According to Kline and Subcommittee Chair Tim Walberg (R, Mich.), these and other proposed OSHA standards are “job-killing” regulations. “As great a challenge workplace safety is for an agency staffed with sharp policy minds, imagine how much greater it is for an employer who lacks the resources needed to fully grasp the complexities of federal safety standards,” said Walberg in his opening statement.
Added Walberg, “The underlying fear is the uncertainty surrounding much of the administration’s regulatory actions. As I noted earlier, these are difficult issues to address and they take time to get right. But we must not ignore the employers who are sitting on the sidelines, questioning the future cost of doing business, reluctant to hire new workers.”
Rep Timothy Bishop (D, N.Y.) disputed the opinion of his colleagues, noting that a recent article stated that in 2008, only four-tenths of 1 percent of employers claimed that regulations were the reason they were not hiring additional employees. In subsequent years, even fewer numbers of employers – two-tenths of 1 percent – stated regulations kept them from hiring, while “lack of demand” was listed as a top reason why employers were reducing work forces or holding off on hiring. These numbers, said Bishop, clearly show that federal regulations are not job killers.
In testimony, Assistant Secretary of Labor Dr. David Michaels, said “There’s always accusations that OSHA regulations will cost jobs… We know that OSHA regulations don’t kill jobs, they stop jobs from killing workers.”

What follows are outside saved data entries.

use crate::error::Result;
use crate::redirector::{Redirector, Resolution};
use async_trait::async_trait;
use std::sync::Arc;
use tracing::{debug, trace, warn};
use hoplink_core::{Clock, ReadRepository, ShortCode, SystemClock, UrlCache, UrlRecord};

/// Service for handling URL redirects.
///
/// Reads go cache-first with a durable-store fallback. The store is the
/// authority on existence and expiry; the cache is a disposable fast
/// path whose failures are logged and swallowed.
#[derive(Debug, Clone)]
pub struct RedirectService<R, C, K = SystemClock> {
    repository: Arc<R>,
    cache: Arc<C>,
    clock: Arc<K>,
}

impl<R, C> RedirectService<R, C>
where
    R: ReadRepository,
    C: UrlCache,
{
    /// Creates a new `RedirectService` using the system clock.
    pub fn new(repository: R, cache: C) -> Self {
        Self::with_clock(repository, cache, SystemClock)
    }
}

impl<R, C, K> RedirectService<R, C, K>
where
    R: ReadRepository,
    C: UrlCache,
    K: Clock,
{
    /// Creates a new `RedirectService` with an injected clock.
    pub fn with_clock(repository: R, cache: C, clock: K) -> Self {
        Self {
            repository: Arc::new(repository),
            cache: Arc::new(cache),
            clock: Arc::new(clock),
        }
    }

    /// Resolves a short code. See [`Redirector::resolve`].
    pub async fn resolve(&self, code: &str) -> Result<Resolution> {
        Redirector::resolve(self, code).await
    }

    /// Checks the cache. An expired hit is evicted and terminal; a
    /// decode failure or cache error degrades to a miss.
    async fn resolve_from_cache(&self, code: &ShortCode) -> Option<Resolution> {
        match self.cache.get_url(code).await {
            Ok(Some(record)) => {
                if record.is_expired(self.clock.now()) {
                    debug!(code = %code, "cached mapping has expired, evicting");
                    if let Err(e) = self.cache.del(code).await {
                        warn!(code = %code, error = %e, "failed to evict expired cache entry");
                    }
                    return Some(Resolution::Expired);
                }
                debug!(code = %code, url = %record.long_url, "resolved from cache");
                Some(Resolution::Found(record))
            }
            Ok(None) => {
                trace!(code = %code, "cache miss");
                None
            }
            Err(e) => {
                warn!(code = %code, error = %e, "cache unavailable, falling back to store");
                None
            }
        }
    }

    /// Best-effort cache population after a live store read.
    async fn populate_cache(&self, code: &ShortCode, record: &UrlRecord) {
        if let Err(e) = self.cache.store(code, record, self.clock.now()).await {
            warn!(code = %code, error = %e, "failed to populate cache, continuing");
        }
    }
}

#[async_trait]
impl<R, C, K> Redirector for RedirectService<R, C, K>
where
    R: ReadRepository,
    C: UrlCache,
    K: Clock,
{
    async fn resolve(&self, code: &str) -> Result<Resolution> {
        // Empty codes and dotted paths (favicon.ico and friends) belong
        // to whoever serves static assets.
        if code.is_empty() || code.contains('.') {
            trace!(code = %code, "not a short code, deferring to caller");
            return Ok(Resolution::NotApplicable);
        }

        let code = ShortCode::new_unchecked(code);
        trace!(code = %code, "resolving short code");

        if let Some(resolution) = self.resolve_from_cache(&code).await {
            return Ok(resolution);
        }

        match self.repository.find(&code).await? {
            None => {
                trace!(code = %code, "short code not found");
                Ok(Resolution::NotFound)
            }
            Some(record) if record.is_expired(self.clock.now()) => {
                debug!(code = %code, "mapping has expired");
                Ok(Resolution::Expired)
            }
            Some(record) => {
                debug!(code = %code, url = %record.long_url, "resolved from store");
                self.populate_cache(&code, &record).await;
                Ok(Resolution::Found(record))
            }
        }
    }
}

#[cfg(test)]
mod tests {
    use super::*;
    use jiff::{SignedDuration, Timestamp};
    use std::sync::atomic::{AtomicUsize, Ordering};
    use std::time::Duration;
    use hoplink_cache::MokaUrlCache;
    use hoplink_core::cache;
    use hoplink_core::repository::{Repository, Result as RepoResult};
    use hoplink_core::{CacheError, ManualClock, StorageError};
    use hoplink_storage::InMemoryRepository;

    fn code(s: &str) -> ShortCode {
        ShortCode::new_unchecked(s)
    }

    fn record(url: &str, expires_at: Option<Timestamp>) -> UrlRecord {
        UrlRecord {
            long_url: url.to_string(),
            expires_at,
        }
    }

    async fn setup_with_record(
        c: &ShortCode,
        rec: UrlRecord,
    ) -> RedirectService<InMemoryRepository, MokaUrlCache> {
        let repo = InMemoryRepository::new();
        repo.insert(c, rec).await.unwrap();
        RedirectService::new(repo, MokaUrlCache::new())
    }

    #[tokio::test]
    async fn resolve_existing_code() {
        let c = code("abc123");
        let service = setup_with_record(&c, record("https://example.com", None)).await;

        let result = service.resolve("abc123").await.unwrap();
        assert_eq!(result, Resolution::Found(record("https://example.com", None)));
    }

    #[tokio::test]
    async fn resolve_nonexistent_code() {
        let service = RedirectService::new(InMemoryRepository::new(), MokaUrlCache::new());

        let result = service.resolve("nope123").await.unwrap();
        assert_eq!(result, Resolution::NotFound);
    }

    #[tokio::test]
    async fn degenerate_input_is_deferred_without_io() {
        let repo = CountingRepository::new(InMemoryRepository::new());
        let service = RedirectService::new(repo, MokaUrlCache::new());

        assert_eq!(service.resolve("").await.unwrap(), Resolution::NotApplicable);
        assert_eq!(
            service.resolve("favicon.ico").await.unwrap(),
            Resolution::NotApplicable
        );
        assert_eq!(service.repository.finds.load(Ordering::SeqCst), 0);
    }

    #[tokio::test]
    async fn expired_record_in_store() {
        let clock = ManualClock::new(Timestamp::from_second(1_000).unwrap());
        let repo = InMemoryRepository::new();
        let c = code("gone123");
        repo.insert(
            &c,
            record(
                "https://example.com",
                Some(clock.now() + SignedDuration::from_secs(1)),
            ),
        )
        .await
        .unwrap();
        let service = RedirectService::with_clock(repo, MokaUrlCache::new(), clock.clone());

        clock.advance(SignedDuration::from_secs(2));

        assert_eq!(service.resolve("gone123").await.unwrap(), Resolution::Expired);
        // An expired mapping is never written back to the cache.
        assert!(service.cache.get_url(&c).await.unwrap().is_none());
    }

    #[tokio::test]
    async fn not_yet_expired_record_resolves() {
        let clock = ManualClock::new(Timestamp::from_second(1_000).unwrap());
        let repo = InMemoryRepository::new();
        let expires = clock.now() + SignedDuration::from_secs(3_600);
        repo.insert(&code("live123"), record("https://example.com", Some(expires)))
            .await
            .unwrap();
        let service = RedirectService::with_clock(repo, MokaUrlCache::new(), clock);

        let result = service.resolve("live123").await.unwrap();
        assert_eq!(
            result,
            Resolution::Found(record("https://example.com", Some(expires)))
        );
    }

    /// Counts reads against the inner repository.
    struct CountingRepository {
        inner: InMemoryRepository,
        finds: AtomicUsize,
    }

    impl CountingRepository {
        fn new(inner: InMemoryRepository) -> Self {
            Self {
                inner,
                finds: AtomicUsize::new(0),
            }
        }
    }

    #[async_trait]
    impl ReadRepository for CountingRepository {
        async fn find(&self, c: &ShortCode) -> RepoResult<Option<UrlRecord>> {
            self.finds.fetch_add(1, Ordering::SeqCst);
            self.inner.find(c).await
        }
    }

    /// Records cache traffic while delegating to a real in-memory cache.
    struct RecordingCache {
        inner: MokaUrlCache,
        sets: AtomicUsize,
        dels: AtomicUsize,
    }

    impl RecordingCache {
        fn new() -> Self {
            Self {
                inner: MokaUrlCache::new(),
                sets: AtomicUsize::new(0),
                dels: AtomicUsize::new(0),
            }
        }
    }

    #[async_trait]
    impl UrlCache for RecordingCache {
        async fn get_url(&self, c: &ShortCode) -> cache::Result<Option<UrlRecord>> {
            self.inner.get_url(c).await
        }

        async fn set_url(
            &self,
            c: &ShortCode,
            rec: &UrlRecord,
            ttl: Option<Duration>,
        ) -> cache::Result<()> {
            self.sets.fetch_add(1, Ordering::SeqCst);
            self.inner.set_url(c, rec, ttl).await
        }

        async fn del(&self, c: &ShortCode) -> cache::Result<()> {
            self.dels.fetch_add(1, Ordering::SeqCst);
            self.inner.del(c).await
        }
    }

    #[tokio::test]
    async fn cache_miss_populates_and_next_resolve_hits_cache() {
        let repo = CountingRepository::new(InMemoryRepository::new());
        repo.inner
            .insert(&code("abc123"), record("https://example.com", None))
            .await
            .unwrap();
        let service = RedirectService::new(repo, RecordingCache::new());

        let first = service.resolve("abc123").await.unwrap();
        assert!(matches!(first, Resolution::Found(_)));
        assert_eq!(service.cache.sets.load(Ordering::SeqCst), 1);
        assert_eq!(service.repository.finds.load(Ordering::SeqCst), 1);

        // Second resolve is served from the cache, no store read.
        let second = service.resolve("abc123").await.unwrap();
        assert!(matches!(second, Resolution::Found(_)));
        assert_eq!(service.repository.finds.load(Ordering::SeqCst), 1);
    }

    #[tokio::test]
    async fn expired_cache_hit_is_evicted_without_a_store_read() {
        let clock = ManualClock::new(Timestamp::from_second(1_000).unwrap());
        let cache = RecordingCache::new();
        let stale = record(
            "https://example.com",
            Some(clock.now() - SignedDuration::from_secs(1)),
        );
        cache.set_url(&code("stale12"), &stale, None).await.unwrap();

        let repo = CountingRepository::new(InMemoryRepository::new());
        let service = RedirectService::with_clock(repo, cache, clock);

        let result = service.resolve("stale12").await.unwrap();
        assert_eq!(result, Resolution::Expired);
        assert_eq!(service.cache.dels.load(Ordering::SeqCst), 1);
        assert_eq!(service.repository.finds.load(Ordering::SeqCst), 0);
    }

    /// A cache that fails every operation.
    struct BrokenCache;

    #[async_trait]
    impl UrlCache for BrokenCache {
        async fn get_url(&self, _c: &ShortCode) -> cache::Result<Option<UrlRecord>> {
            Err(CacheError::Unavailable("down".to_string()))
        }

        async fn set_url(
            &self,
            _c: &ShortCode,
            _rec: &UrlRecord,
            _ttl: Option<Duration>,
        ) -> cache::Result<()> {
            Err(CacheError::Unavailable("down".to_string()))
        }

        async fn del(&self, _c: &ShortCode) -> cache::Result<()> {
            Err(CacheError::Unavailable("down".to_string()))
        }
    }

    #[tokio::test]
    async fn cache_unavailability_degrades_to_store_only() {
        let repo = InMemoryRepository::new();
        repo.insert(&code("abc123"), record("https://example.com", None))
            .await
            .unwrap();
        let service = RedirectService::new(repo, BrokenCache);

        let result = service.resolve("abc123").await.unwrap();
        assert_eq!(result, Resolution::Found(record("https://example.com", None)));
    }

    /// A store that is down.
    struct BrokenRepository;

    #[async_trait]
    impl ReadRepository for BrokenRepository {
        async fn find(&self, _c: &ShortCode) -> RepoResult<Option<UrlRecord>> {
            Err(StorageError::Unavailable("down".to_string()))
        }
    }

    #[tokio::test]
    async fn store_unavailability_fails_the_resolve() {
        let service = RedirectService::new(BrokenRepository, MokaUrlCache::new());

        let err = service.resolve("abc123").await.unwrap_err();
        assert!(matches!(
            err,
            crate::RedirectError::Storage(StorageError::Unavailable(_))
        ));
    }
}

In his testimony, Michaels reminded the committee that 12 workers are killed on the job every day, tens of thousands of workers are estimated to die every year from work-related disease and over 3 million workers are seriously injured each year. “Far too many of these injuries end up destroying a family’s middle-class security,” said Michaels. “Workplace injuries, illnesses and fatalities take an enormous toll on this nation’s economy – a toll that is barely affordable in good times, but is intolerable in difficult economic times such as we are experiencing today.”
Walberg acknowledged that some employers cut corners and place workers in harm’s way, but he countered that most employers want to do the right thing. “Most employers want to safeguard the health and well-being of their workers while providing a livelihood for their families. They know more intimately the hazards and risks associated with their businesses, and they should be our partners in safety,” said Walberg.
In the opinion of Walberg and the other Republican members of the subcommittee, OSHA is not taking the concerns of small business owners into consideration when promulgating regulations and, according to some legislators, either is not seeking public input to regulations or is not listening when the input is received.
Not true, said Michaels. “[OSHA] enthusiastically welcome(s) public input. OSHA’s first priority is to issue standards that protect workers. But it makes absolutely no sense to issue standards that don’t work or that don’t make sense to businesses and workers in a real workplace. Getting input from workers and businesses, based on their experience, about what works and what doesn’t work is not only essential to issuing good, common sense rules, but also welcomed by this agency.”